[Multimodal treatment of chronic unspecific low back pain]

Carlos Gonzalez Maza, Luis Moscoso López, Gastón Ramírez Elizalde, Alberto Abdo Andrade, Carlos Gonzalez Maza, Luis Moscoso López, Gastón Ramírez Elizalde, Alberto Abdo Andrade

Abstract

A prospective longitudinal was conducted using three multimodal treatment regimens that included a different NSAID for each of the regimens (thiaprofenic acid, piroxicam, meloxicam), a steroid (betamethasone) and a muscle relaxant (tetrazepam). 240 patients with a history of chronic low back pain for more than six months were treated; they were divided into three groups of 80 patients assigned to each regimen.

Results: Patients treated with thiaprophenic acid and meloxicam improved a total of 6 points, going from an initial mean score of 8 in the VAS at the onset of treatment, to a score of 2 at the end of treatment during a mean of 3 months. Patients treated with piroxicam had a 5-point improvement in the VAS, from a mean score of 7 at the onset of treatment to a mean score of 2 in a mean of 3 months.
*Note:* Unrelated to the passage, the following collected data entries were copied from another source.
//! GET /health: liveness plus a round trip through the note store.

use axum::{Json, Router, extract::State, routing::get};
use serde::{Deserialize, Serialize};

use crate::error::ApiResult;
use crate::state::AppState;

/// Reported while the store answers queries.
pub const STATUS_OK: &str = "ok";

#[derive(Debug, Serialize, Deserialize)]
pub struct HealthResponse {
    pub status: String,
    /// Number of notes currently stored.
    pub notes: usize,
}

/// A store failure surfaces as 500 `{"error": "Internal server error"}`.
async fn health_check(State(state): State<AppState>) -> ApiResult<Json<HealthResponse>> {
    let notes = state.notes().list().await?.len();

    Ok(Json(HealthResponse {
        status: STATUS_OK.to_string(),
        notes,
    }))
}

pub fn routes() -> Router<AppState> {
    Router::new().route("/health", get(health_check))
}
Complications: The meloxicam group had less epigastric complications, 1.25% compared with 2.91% for the thiaprophenic acid group and 3.75% for piroxicam.

Conclusion: This combination, which includes an antiinflammatory agent, a steroid and a muscle relaxant, is an appropriate treatment regimen because it includes drugs that act on the antiinflammatory component, the pain component and the emotional component, which are the most common factors mentioned as probable causes of unspecific low back pain.